**WHAT NEEDS TO BE DONE:** Please repeat the lines below, exactly and only, from the one that holds "in this file" through the one that holds "std::fs::set_permissions(&path, perms)?;".

Stored items:

- - -

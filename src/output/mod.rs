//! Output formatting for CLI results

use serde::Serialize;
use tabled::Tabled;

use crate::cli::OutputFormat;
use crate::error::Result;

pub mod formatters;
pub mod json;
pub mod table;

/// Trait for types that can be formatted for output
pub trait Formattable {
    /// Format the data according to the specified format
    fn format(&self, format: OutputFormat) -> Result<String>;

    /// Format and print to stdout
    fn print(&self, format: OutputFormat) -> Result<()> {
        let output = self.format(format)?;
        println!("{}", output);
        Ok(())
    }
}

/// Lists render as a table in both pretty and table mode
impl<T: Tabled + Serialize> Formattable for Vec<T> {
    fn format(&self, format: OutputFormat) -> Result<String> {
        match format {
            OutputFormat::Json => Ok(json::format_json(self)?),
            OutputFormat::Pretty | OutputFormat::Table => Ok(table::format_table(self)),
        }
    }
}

- - -

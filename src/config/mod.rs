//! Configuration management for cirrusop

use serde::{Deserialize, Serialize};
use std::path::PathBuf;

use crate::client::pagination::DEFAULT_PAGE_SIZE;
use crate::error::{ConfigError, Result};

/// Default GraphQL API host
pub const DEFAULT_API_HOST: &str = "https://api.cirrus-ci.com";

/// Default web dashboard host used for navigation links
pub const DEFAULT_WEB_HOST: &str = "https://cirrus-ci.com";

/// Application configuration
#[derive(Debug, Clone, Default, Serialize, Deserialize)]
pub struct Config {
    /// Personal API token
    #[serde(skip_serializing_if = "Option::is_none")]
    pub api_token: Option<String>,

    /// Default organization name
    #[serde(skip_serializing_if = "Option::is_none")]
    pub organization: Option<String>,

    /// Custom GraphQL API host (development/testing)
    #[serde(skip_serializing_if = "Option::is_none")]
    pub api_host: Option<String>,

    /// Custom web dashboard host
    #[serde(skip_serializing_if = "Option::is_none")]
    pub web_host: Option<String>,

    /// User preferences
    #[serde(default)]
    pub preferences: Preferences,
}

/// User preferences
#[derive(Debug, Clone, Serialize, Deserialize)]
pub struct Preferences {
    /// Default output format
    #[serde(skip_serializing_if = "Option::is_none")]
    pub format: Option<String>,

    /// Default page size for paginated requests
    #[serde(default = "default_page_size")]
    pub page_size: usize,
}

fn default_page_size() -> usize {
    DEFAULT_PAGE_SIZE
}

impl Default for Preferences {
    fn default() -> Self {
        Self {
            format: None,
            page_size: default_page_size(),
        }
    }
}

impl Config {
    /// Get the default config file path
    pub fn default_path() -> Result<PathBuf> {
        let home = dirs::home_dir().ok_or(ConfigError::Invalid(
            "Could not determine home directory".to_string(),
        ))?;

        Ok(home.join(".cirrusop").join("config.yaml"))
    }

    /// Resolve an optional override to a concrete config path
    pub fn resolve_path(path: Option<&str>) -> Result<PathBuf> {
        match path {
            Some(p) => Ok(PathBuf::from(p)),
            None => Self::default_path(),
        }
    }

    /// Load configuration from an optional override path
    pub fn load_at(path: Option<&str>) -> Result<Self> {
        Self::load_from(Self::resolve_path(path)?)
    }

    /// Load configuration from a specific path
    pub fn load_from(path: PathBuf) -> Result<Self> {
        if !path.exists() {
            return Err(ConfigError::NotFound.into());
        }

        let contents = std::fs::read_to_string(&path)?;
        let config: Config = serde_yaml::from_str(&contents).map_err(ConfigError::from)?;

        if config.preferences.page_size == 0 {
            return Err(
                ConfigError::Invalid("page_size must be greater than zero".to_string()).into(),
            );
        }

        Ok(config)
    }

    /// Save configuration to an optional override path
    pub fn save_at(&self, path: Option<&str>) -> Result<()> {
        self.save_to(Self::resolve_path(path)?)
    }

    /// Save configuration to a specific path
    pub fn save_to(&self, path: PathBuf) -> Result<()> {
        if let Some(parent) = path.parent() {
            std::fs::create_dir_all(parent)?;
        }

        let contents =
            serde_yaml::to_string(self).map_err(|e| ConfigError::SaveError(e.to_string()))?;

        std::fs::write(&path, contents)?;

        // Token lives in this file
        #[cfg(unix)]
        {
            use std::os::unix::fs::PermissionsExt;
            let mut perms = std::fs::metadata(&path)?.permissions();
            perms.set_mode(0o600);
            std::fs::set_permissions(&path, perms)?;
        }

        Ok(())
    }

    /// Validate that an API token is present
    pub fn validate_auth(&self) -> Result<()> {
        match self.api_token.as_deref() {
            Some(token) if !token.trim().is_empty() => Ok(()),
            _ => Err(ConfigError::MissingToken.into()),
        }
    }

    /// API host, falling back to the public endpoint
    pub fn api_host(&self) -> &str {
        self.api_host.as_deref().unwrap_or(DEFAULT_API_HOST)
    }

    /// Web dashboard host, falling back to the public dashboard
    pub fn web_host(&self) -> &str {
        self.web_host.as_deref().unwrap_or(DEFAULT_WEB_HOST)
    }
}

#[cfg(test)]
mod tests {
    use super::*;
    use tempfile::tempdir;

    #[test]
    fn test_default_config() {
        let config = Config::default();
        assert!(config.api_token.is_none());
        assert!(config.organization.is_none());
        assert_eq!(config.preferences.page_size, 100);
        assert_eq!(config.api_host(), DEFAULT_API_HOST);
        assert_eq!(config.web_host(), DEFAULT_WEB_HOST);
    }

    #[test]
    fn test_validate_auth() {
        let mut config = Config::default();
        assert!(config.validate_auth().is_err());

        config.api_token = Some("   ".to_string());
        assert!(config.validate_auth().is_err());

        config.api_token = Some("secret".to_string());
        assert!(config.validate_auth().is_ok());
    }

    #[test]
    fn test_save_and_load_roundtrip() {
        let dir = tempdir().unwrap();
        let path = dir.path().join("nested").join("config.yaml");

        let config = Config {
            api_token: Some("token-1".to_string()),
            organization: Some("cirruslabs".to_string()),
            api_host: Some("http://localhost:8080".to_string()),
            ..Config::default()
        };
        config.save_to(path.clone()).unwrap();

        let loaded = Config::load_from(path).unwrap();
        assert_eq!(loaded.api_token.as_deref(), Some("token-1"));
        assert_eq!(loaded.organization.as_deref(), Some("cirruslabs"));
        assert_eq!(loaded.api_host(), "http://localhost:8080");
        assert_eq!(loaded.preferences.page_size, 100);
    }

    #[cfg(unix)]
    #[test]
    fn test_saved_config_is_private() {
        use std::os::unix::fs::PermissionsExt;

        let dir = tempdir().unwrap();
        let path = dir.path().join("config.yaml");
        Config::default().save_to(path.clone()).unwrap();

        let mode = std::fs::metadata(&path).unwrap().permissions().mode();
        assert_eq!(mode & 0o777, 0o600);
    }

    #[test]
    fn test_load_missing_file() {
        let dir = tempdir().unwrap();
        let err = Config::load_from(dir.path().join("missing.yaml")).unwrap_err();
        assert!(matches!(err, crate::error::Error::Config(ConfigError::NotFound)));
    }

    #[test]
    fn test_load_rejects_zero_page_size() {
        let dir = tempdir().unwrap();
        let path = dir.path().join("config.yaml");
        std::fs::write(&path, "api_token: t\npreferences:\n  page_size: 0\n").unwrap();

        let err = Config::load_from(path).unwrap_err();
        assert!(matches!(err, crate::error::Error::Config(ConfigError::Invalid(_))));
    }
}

- - -

**WRITTEN SOLUTION:**
        // Token lives in this file
        #[cfg(unix)]
        {
            use std::os::unix::fs::PermissionsExt;
            let mut perms = std::fs::metadata(&path)?.permissions();
            perms.set_mode(0o600);
            std::fs::set_permissions(&path, perms)?;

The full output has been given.